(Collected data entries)
//! trojan-rs: Trojan asteroids in the restricted three-body problem
//!
//! Integrates massless test particles around the L4 Lagrange point of a
//! Sun + Planet system, in the frame co-rotating with the Planet, and
//! measures how stable their orbits are.
//!
//! # Architecture
//!
//! trojan-rs is built on two core principles:
//!
//! 1. **Separation of Physics and Numerics**
//!    - Physical models define equations (what to solve)
//!    - Numerical solvers provide methods (how to solve)
//!
//! 2. **Batched, value-typed data**
//!    - A whole grid of particles is one [`PhaseState`](physics::PhaseState)
//!    - Integration returns an explicit [`Trajectory`](solver::Trajectory)
//!      that the metrics consume
//!
//! # Units
//!
//! Solar masses, astronomical units and years, so that `G = 4π²`.
//!
//! # Quick Start
//!
//! ```rust
//! use trojan_rs::prelude::*;
//!
//! // 1. Frame and starting states
//! let frame = FrameModel::jupiter();
//! let experiment = Experiment::at_l4(frame);
//!
//! // 2. Integrate five orbits with adaptive error control
//! let result = experiment.solve_orbits(5, SolverType::default_adaptive())?;
//!
//! // 3. Analyse
//! let metrics = experiment.metrics(&result)?;
//! assert!(metrics.wander[0] < 0.2);
//! assert!(metrics.libration[0] < 0.1);
//! # Ok::<(), trojan_rs::TrojanError>(())
//! ```
//!
//! # Modules
//!
//! - [`physics`]: state container and model trait
//! - [`models`]: frame constants, initial grids, equations of motion
//! - [`solver`]: numerical solvers (methods)
//! - [`analysis`]: stability metrics, experiments, mass sweeps
//! - [`error`]: error taxonomy
//!
//! # Features
//!
//! - `parallel` (default): evaluate large batches and mass sweeps with rayon

pub mod error;

// Core modules
pub mod physics;

pub mod analysis;
pub mod models;
pub mod solver;

pub use error::{Result, TrojanError};

pub mod prelude {
    //! Convenient imports for common usage
    //!
    //! ```rust
    //! use trojan_rs::prelude::*;
    //! ```
    pub use crate::analysis::{Experiment, StabilityMetrics, SweepPoint, mass_sweep};
    pub use crate::error::{Result, TrojanError};
    pub use crate::models::{
        EquationsOfMotion, FrameModel, GridLayout, GridWarning, InitialConditionGrid,
    };
    pub use crate::physics::{PhaseChannel, PhaseState, PhysicalModel};
    pub use crate::solver::{
        DormandPrinceSolver, RK4Solver, Scenario, SimulationResult, Solver, SolverConfiguration,
        SolverType, TimeGrid, Trajectory, integrate,
    };
}
//! Rotating-frame equations of motion
//!
//! Restricted three-body force law for massless test particles in the frame
//! co-rotating with the Sun and the Planet.
//!
//! # Equations
//!
//! For a particle at `(x, y)` with velocity `(vx, vy)`:
//!
//! ```text
//! r₁ = max(|(x + Rs, y)|, ε)                      Sun–particle distance
//! r₂ = max(|(x - Rp, y)|, ε)                      Planet–particle distance
//!
//! ax = -G·[(x + Rs)·Ms/r₁³ + (x - Rp)·Mp/r₂³] + x·Ω² + 2·Ω·vy
//! ay = -G·[ y·Ms/r₁³       +  y·Mp/r₂³     ] + y·Ω² - 2·Ω·vx
//!
//! dX/dt = (vx, vy, ax, ay)
//! ```
//!
//! `x·Ω²`, `y·Ω²` are the centrifugal terms and `±2·Ω·v` the Coriolis terms of
//! the non-inertial frame.
//!
//! # Singularity floor
//!
//! Both distances are clamped at `ε = 0.05` AU so the force stays finite when a
//! trajectory passes through a body. States closer than `ε` are physically
//! meaningless. The solvers check every accepted step through
//! [`PhysicalModel::flag_unreliable`] and report the affected particles in
//! [`SimulationResult::flagged`](crate::solver::SimulationResult::flagged).
//!
//! # Batching
//!
//! Particles do not interact. [`EquationsOfMotion::compute_physics`]
//! evaluates each particle independently, in parallel (feature `parallel`)
//! once the batch exceeds [`parallel_threshold()`](crate::solver::parallel_threshold).

use nalgebra::DVector;

#[cfg(feature = "parallel")]
use rayon::prelude::*;

use crate::models::FrameModel;
use crate::physics::{PhaseState, PhysicalModel};

/// Clamp floor of the Sun– and Planet–particle distances \[AU\]
pub const SINGULARITY_FLOOR: f64 = 0.05;

/// Restricted three-body force law bound to one [`FrameModel`]
#[derive(Debug, Clone, Copy, PartialEq)]
pub struct EquationsOfMotion {
    frame: FrameModel,
    floor: f64,
}

impl EquationsOfMotion {
    /// Bind the force law to a frame, with the default singularity floor
    pub fn new(frame: FrameModel) -> Self {
        Self {
            frame,
            floor: SINGULARITY_FLOOR,
        }
    }

    /// Frame the equations are bound to
    pub fn frame(&self) -> &FrameModel {
        &self.frame
    }

    /// Singularity floor ε \[AU\]
    pub fn floor(&self) -> f64 {
        self.floor
    }

    /// Unclamped Sun–particle distance
    pub fn sun_distance(&self, x: f64, y: f64) -> f64 {
        (x + self.frame.sun_offset()).hypot(y)
    }

    /// Unclamped Planet–particle distance
    pub fn planet_distance(&self, x: f64, y: f64) -> f64 {
        (x - self.frame.planet_offset()).hypot(y)
    }

    /// True when `(x, y)` lies inside the floor of either body
    pub fn is_near_singularity(&self, x: f64, y: f64) -> bool {
        self.sun_distance(x, y) < self.floor || self.planet_distance(x, y) < self.floor
    }

    /// Acceleration `(ax, ay)` of one particle
    pub fn acceleration(&self, x: f64, y: f64, vx: f64, vy: f64) -> (f64, f64) {
        let frame = &self.frame;
        let g = frame.gravitational_constant();
        let ms = frame.sun_mass();
        let mp = frame.planet_mass();
        let rs = frame.sun_offset();
        let rp = frame.planet_offset();
        let omega = frame.omega();

        let rst = self.sun_distance(x, y).max(self.floor);
        let rpt = self.planet_distance(x, y).max(self.floor);
        let sun_term = ms / rst.powi(3);
        let planet_term = mp / rpt.powi(3);

        let ax = -g * ((x + rs) * sun_term + (x - rp) * planet_term)
            + x * omega * omega
            + 2.0 * omega * vy;
        let ay = -g * (y * sun_term + y * planet_term)
            + y * omega * omega
            - 2.0 * omega * vx;

        (ax, ay)
    }

    /// Accelerations of every particle of the batch
    fn accelerations(&self, state: &PhaseState) -> (DVector<f64>, DVector<f64>) {
        let n = state.particles();
        let (x, y, vx, vy) = (state.x(), state.y(), state.vx(), state.vy());
        let single = |i: usize| self.acceleration(x[i], y[i], vx[i], vy[i]);

        #[cfg(feature = "parallel")]
        {
            if n > crate::solver::parallel_threshold() {
                let pairs: Vec<(f64, f64)> = (0..n).into_par_iter().map(single).collect();
                return (
                    DVector::from_iterator(n, pairs.iter().map(|p| p.0)),
                    DVector::from_iterator(n, pairs.iter().map(|p| p.1)),
                );
            }
        }

        let mut ax = DVector::zeros(n);
        let mut ay = DVector::zeros(n);
        for i in 0..n {
            (ax[i], ay[i]) = single(i);
        }
        (ax, ay)
    }

    /// Jacobi constant of every particle of the batch
    ///
    /// `C = 2G·Ms/r₁ + 2G·Mp/r₂ + Ω²(x² + y²) - (vx² + vy²)`, with the same
    /// clamped distances as the force law. It is an integral of motion of the
    /// rotating-frame flow, so its drift measures integration error.
    pub fn jacobi_constant(&self, state: &PhaseState) -> DVector<f64> {
        let frame = &self.frame;
        let g = frame.gravitational_constant();
        let omega = frame.omega();

        DVector::from_iterator(
            state.particles(),
            (0..state.particles()).map(|i| {
                let (x, y, vx, vy) = (state.x()[i], state.y()[i], state.vx()[i], state.vy()[i]);
                let r1 = self.sun_distance(x, y).max(self.floor);
                let r2 = self.planet_distance(x, y).max(self.floor);

                2.0 * g * frame.sun_mass() / r1
                    + 2.0 * g * frame.planet_mass() / r2
                    + omega * omega * (x * x + y * y)
                    - (vx * vx + vy * vy)
            }),
        )
    }
}

impl PhysicalModel for EquationsOfMotion {
    fn compute_physics(&self, state: &PhaseState) -> PhaseState {
        let (ax, ay) = self.accelerations(state);
        PhaseState::from_parts(state.vx().clone(), state.vy().clone(), ax, ay)
    }

    fn name(&self) -> &str {
        "Rotating-frame restricted three-body"
    }

    fn description(&self) -> Option<&str> {
        Some("Sun + Planet fixed in the co-rotating frame, massless test particles")
    }

    fn flag_unreliable(&self, state: &PhaseState, flags: &mut [bool]) {
        let (x, y) = (state.x(), state.y());
        for (i, flag) in flags.iter_mut().enumerate().take(state.particles()) {
            *flag |= self.is_near_singularity(x[i], y[i]);
        }
    }
}

// =================================================================================================
// Tests
// =================================================================================================
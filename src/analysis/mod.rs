//! Post-processing of integrated trajectories
//!
//! - [`metrics`]: wander, libration and grid reshaping of one trajectory
//! - [`experiment`]: frame + grid runs and planet-mass sweeps
//!
//! Analysis functions take a [`Trajectory`](crate::solver::Trajectory) or a
//! [`SimulationResult`](crate::solver::SimulationResult) by reference; there is
//! no hidden "last computed orbit" state.

pub mod experiment;
pub mod metrics;

pub use experiment::{Experiment, SweepPoint, mass_sweep};
pub use metrics::{StabilityMetrics, libration, polar_angle, to_grid, wander};
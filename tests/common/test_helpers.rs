//! Helper functions for integration tests

use trojan_rs::models::{EquationsOfMotion, FrameModel};
use trojan_rs::physics::{PhaseChannel, PhaseState};
use trojan_rs::solver::{Scenario, parallel_threshold, set_parallel_threshold};

/// Assert that two batched states are close (within tolerance)
pub fn assert_states_close(
    state1: &PhaseState,
    state2: &PhaseState,
    tolerance: f64,
    message: &str,
) {
    assert_eq!(
        state1.particles(),
        state2.particles(),
        "{}: particle count mismatch",
        message
    );

    for channel in PhaseChannel::ALL {
        for (i, (v1, v2)) in state1
            .get(channel)
            .iter()
            .zip(state2.get(channel).iter())
            .enumerate()
        {
            let diff = (v1 - v2).abs();
            assert!(
                diff < tolerance,
                "{}: {}[{}] differs by {} (tolerance {})",
                message, channel, i, diff, tolerance
            );
        }
    }
}

/// Root-mean-square difference over every channel of two states
pub fn compute_l2_error(state1: &PhaseState, state2: &PhaseState) -> f64 {
    let a = state1.to_flat();
    let b = state2.to_flat();
    if a.is_empty() {
        return 0.0;
    }

    let sum_squared_diff: f64 = a.iter().zip(&b).map(|(v1, v2)| (v1 - v2).powi(2)).sum();
    (sum_squared_diff / a.len() as f64).sqrt()
}

/// Relative error |computed - exact| / |exact|
pub fn relative_error(computed: f64, exact: f64) -> f64 {
    if exact.abs() < 1e-15 {
        computed.abs()
    } else {
        (computed - exact).abs() / exact.abs()
    }
}

/// One particle at rest exactly at L4 of `frame`
pub fn l4_scenario(frame: FrameModel) -> Scenario {
    let (lx, ly) = frame.l4();
    Scenario::new(
        Box::new(EquationsOfMotion::new(frame)),
        PhaseState::single(lx, ly, 0.0, 0.0),
    )
}

/// Sets the parallel threshold and restores the previous value on drop
pub struct ThresholdGuard {
    previous: usize,
}

impl ThresholdGuard {
    pub fn save(threshold: usize) -> Self {
        let previous = parallel_threshold();
        set_parallel_threshold(threshold);
        Self { previous }
    }
}

impl Drop for ThresholdGuard {
    fn drop(&mut self) {
        set_parallel_threshold(self.previous);
    }
}
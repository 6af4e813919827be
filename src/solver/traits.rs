//! Numerical solver traits and types
//!
//! # Design Philosophy
//!
//! - Central enum [`SolverType`] selects the numerical method and carries its
//!   parameters
//! - [`SolverConfiguration`] pairs the method with the sample times
//! - [`SimulationResult`] carries the trajectory plus metadata for
//!   extensibility
//!
//! The [`Solver`] trait is the stable seam between scenarios and methods.

use std::collections::HashMap;

use crate::error::{Result, TrojanError};
use crate::solver::{Scenario, TimeGrid, Trajectory};

/// Default upper bound of a fixed sub-step \[yr\]
pub const DEFAULT_MAX_STEP: f64 = 0.5;

/// Default relative tolerance of the adaptive method
pub const DEFAULT_RELATIVE_TOLERANCE: f64 = 1e-9;

/// Default absolute tolerance of the adaptive method
pub const DEFAULT_ABSOLUTE_TOLERANCE: f64 = 1e-12;

/// Default step budget of the adaptive method
pub const DEFAULT_MAX_STEPS: usize = 10_000_000;

// ============================================================================
// Central Solver Type Enumeration
// ============================================================================

/// Numerical integration method and its parameters
///
/// # Examples
///
/// ```rust
/// use trojan_rs::solver::SolverType;
///
/// // Dense heat-map grids
/// let fixed = SolverType::FixedStep { max_step: 0.5 };
///
/// // Long, smooth single trajectories
/// let adaptive = SolverType::default_adaptive();
///
/// assert!(fixed.validate().is_ok());
/// assert!(adaptive.validate().is_ok());
/// ```
#[derive(Clone, Debug, PartialEq)]
pub enum SolverType {
    /// Explicit fixed-order method (classical RK4)
    ///
    /// Each sample interval `Δt` is split into `ceil(Δt / max_step)` equal
    /// sub-steps.
    FixedStep {
        max_step: f64,
    },

    /// Embedded Runge–Kutta pair with error control
    ///
    /// Explicit Dormand–Prince 5(4). The method does not detect stiffness and
    /// never switches to an implicit scheme; on a stiff problem it keeps
    /// shrinking the step until the budget or the step-size floor is hit.
    ///
    /// # Parameters
    /// - `relative_tolerance`, `absolute_tolerance`: per-component error
    ///   scale `atol + rtol·|y|`
    /// - `max_step`: optional upper bound on the step size
    /// - `max_steps`: accepted plus rejected step budget
    Adaptive {
        relative_tolerance: f64,
        absolute_tolerance: f64,
        max_step: Option<f64>,
        max_steps: usize,
    },
}

impl SolverType {
    /// Fixed-step method with [`DEFAULT_MAX_STEP`]
    pub fn default_fixed_step() -> Self {
        SolverType::FixedStep {
            max_step: DEFAULT_MAX_STEP,
        }
    }

    /// Adaptive method with the default tolerances and budget
    pub fn default_adaptive() -> Self {
        SolverType::Adaptive {
            relative_tolerance: DEFAULT_RELATIVE_TOLERANCE,
            absolute_tolerance: DEFAULT_ABSOLUTE_TOLERANCE,
            max_step: None,
            max_steps: DEFAULT_MAX_STEPS,
        }
    }

    /// Get name identifier
    pub fn name(&self) -> &str {
        match self {
            SolverType::FixedStep { .. } => "FixedStep",
            SolverType::Adaptive { .. } => "Adaptive",
        }
    }

    /// Validate that parameters are numerically meaningful
    pub fn validate(&self) -> Result<()> {
        match self {
            SolverType::FixedStep { max_step } => {
                if !max_step.is_finite() || *max_step <= 0.0 {
                    return Err(TrojanError::config(format!(
                        "max step must be positive and finite, got {max_step}"
                    )));
                }
                Ok(())
            }
            SolverType::Adaptive {
                relative_tolerance,
                absolute_tolerance,
                max_step,
                max_steps,
            } => {
                if !relative_tolerance.is_finite() || *relative_tolerance <= 0.0 {
                    return Err(TrojanError::config(format!(
                        "relative tolerance must be positive, got {relative_tolerance}"
                    )));
                }
                if !absolute_tolerance.is_finite() || *absolute_tolerance < 0.0 {
                    return Err(TrojanError::config(format!(
                        "absolute tolerance must be non-negative, got {absolute_tolerance}"
                    )));
                }
                if let Some(h) = max_step
                    && (!h.is_finite() || *h <= 0.0)
                {
                    return Err(TrojanError::config(format!(
                        "max step must be positive and finite, got {h}"
                    )));
                }
                if *max_steps == 0 {
                    return Err(TrojanError::config("step budget must be greater than 0"));
                }
                Ok(())
            }
        }
    }
}

// =================================================================================================
// Solver configuration
// =================================================================================================

/// Configuration for numerical solver
///
/// # Examples
///
/// ```rust
/// use trojan_rs::models::FrameModel;
/// use trojan_rs::solver::{SolverConfiguration, TimeGrid};
///
/// let frame = FrameModel::jupiter();
/// let times = TimeGrid::orbits(&frame, 10, 100)?;
///
/// let grid_run = SolverConfiguration::fixed_step(times.clone()).with_max_step(0.25);
/// let orbit_run = SolverConfiguration::adaptive(times).with_max_steps(1_000_000);
///
/// grid_run.validate()?;
/// orbit_run.validate()?;
/// # Ok::<(), trojan_rs::TrojanError>(())
/// ```
#[derive(Clone, Debug, PartialEq)]
pub struct SolverConfiguration {
    /// Type of solver and its parameters
    pub solver_type: SolverType,

    /// Times at which the trajectory is recorded
    pub time_grid: TimeGrid,
}

impl SolverConfiguration {
    /// Create a new configuration with a given solver type
    pub fn new(solver_type: SolverType, time_grid: TimeGrid) -> Self {
        Self {
            solver_type,
            time_grid,
        }
    }

    /// Fixed-step RK4 with [`DEFAULT_MAX_STEP`]
    pub fn fixed_step(time_grid: TimeGrid) -> Self {
        Self::new(SolverType::default_fixed_step(), time_grid)
    }

    /// Adaptive Dormand–Prince with default tolerances
    pub fn adaptive(time_grid: TimeGrid) -> Self {
        Self::new(SolverType::default_adaptive(), time_grid)
    }

    /// Bound the step size of either method
    pub fn with_max_step(mut self, h: f64) -> Self {
        match &mut self.solver_type {
            SolverType::FixedStep { max_step } => *max_step = h,
            SolverType::Adaptive { max_step, .. } => *max_step = Some(h),
        }
        self
    }

    /// Set the adaptive step budget (ignored by the fixed-step method)
    pub fn with_max_steps(mut self, budget: usize) -> Self {
        if let SolverType::Adaptive { max_steps, .. } = &mut self.solver_type {
            *max_steps = budget;
        }
        self
    }

    /// Set the adaptive tolerances (ignored by the fixed-step method)
    pub fn with_tolerances(mut self, rtol: f64, atol: f64) -> Self {
        if let SolverType::Adaptive {
            relative_tolerance,
            absolute_tolerance,
            ..
        } = &mut self.solver_type
        {
            *relative_tolerance = rtol;
            *absolute_tolerance = atol;
        }
        self
    }

    /// Validate configuration
    pub fn validate(&self) -> Result<()> {
        self.solver_type.validate()
    }
}

// =================================================================================================
// Simulation result
// =================================================================================================

/// Work counters of one integration
#[derive(Clone, Copy, Debug, Default, PartialEq, Eq)]
pub struct IntegrationStats {
    /// Calls to [`PhysicalModel::compute_physics`](crate::physics::PhysicalModel::compute_physics)
    pub function_evaluations: usize,
    pub accepted_steps: usize,
    pub rejected_steps: usize,
}

/// Result of an integration
#[derive(Clone, Debug)]
pub struct SimulationResult {
    /// Sampled states of every particle
    pub trajectory: Trajectory,

    /// Free-form information (solver name, step counts, ...)
    pub metadata: HashMap<String, String>,

    pub stats: IntegrationStats,

    /// Particles the model flagged at some accepted step, see
    /// [`PhysicalModel::flag_unreliable`](crate::physics::PhysicalModel::flag_unreliable)
    pub flagged: Vec<bool>,
}

impl SimulationResult {
    pub fn new(trajectory: Trajectory, stats: IntegrationStats, flagged: Vec<bool>) -> Self {
        Self {
            trajectory,
            metadata: HashMap::new(),
            stats,
            flagged,
        }
    }

    /// Add a metadata entry
    pub fn add_metadata(&mut self, key: &str, value: &str) {
        self.metadata.insert(key.to_string(), value.to_string());
    }

    /// Number of recorded samples
    pub fn len(&self) -> usize {
        self.trajectory.samples()
    }

    pub fn is_empty(&self) -> bool {
        self.len() == 0
    }

    /// Recorded sample times
    pub fn time_points(&self) -> &[f64] {
        self.trajectory.times()
    }

    /// Batched state at the last sample
    pub fn final_state(&self) -> crate::physics::PhaseState {
        self.trajectory.final_state()
    }
}

// =================================================================================================
// Solver trait
// =================================================================================================

/// Numerical method applied to a [`Scenario`]
///
/// Implementations are stateless and reusable: all run parameters come from
/// the [`SolverConfiguration`].
pub trait Solver: Send + Sync {
    /// Integrate `scenario` over `config.time_grid`
    ///
    /// The initial state is recorded as the first sample.
    fn solve(&self, scenario: &Scenario, config: &SolverConfiguration) -> Result<SimulationResult>;

    /// Human readable method name
    fn name(&self) -> &'static str;
}

// =================================================================================================
// Tests
// =================================================================================================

◆ REQUIRED WORK: Check each line above for the string "ignored" and copy the ones that have it.

◆ YOUR RESPONSE:
    /// Set the adaptive step budget (ignored by the fixed-step method)
    /// Set the adaptive tolerances (ignored by the fixed-step method)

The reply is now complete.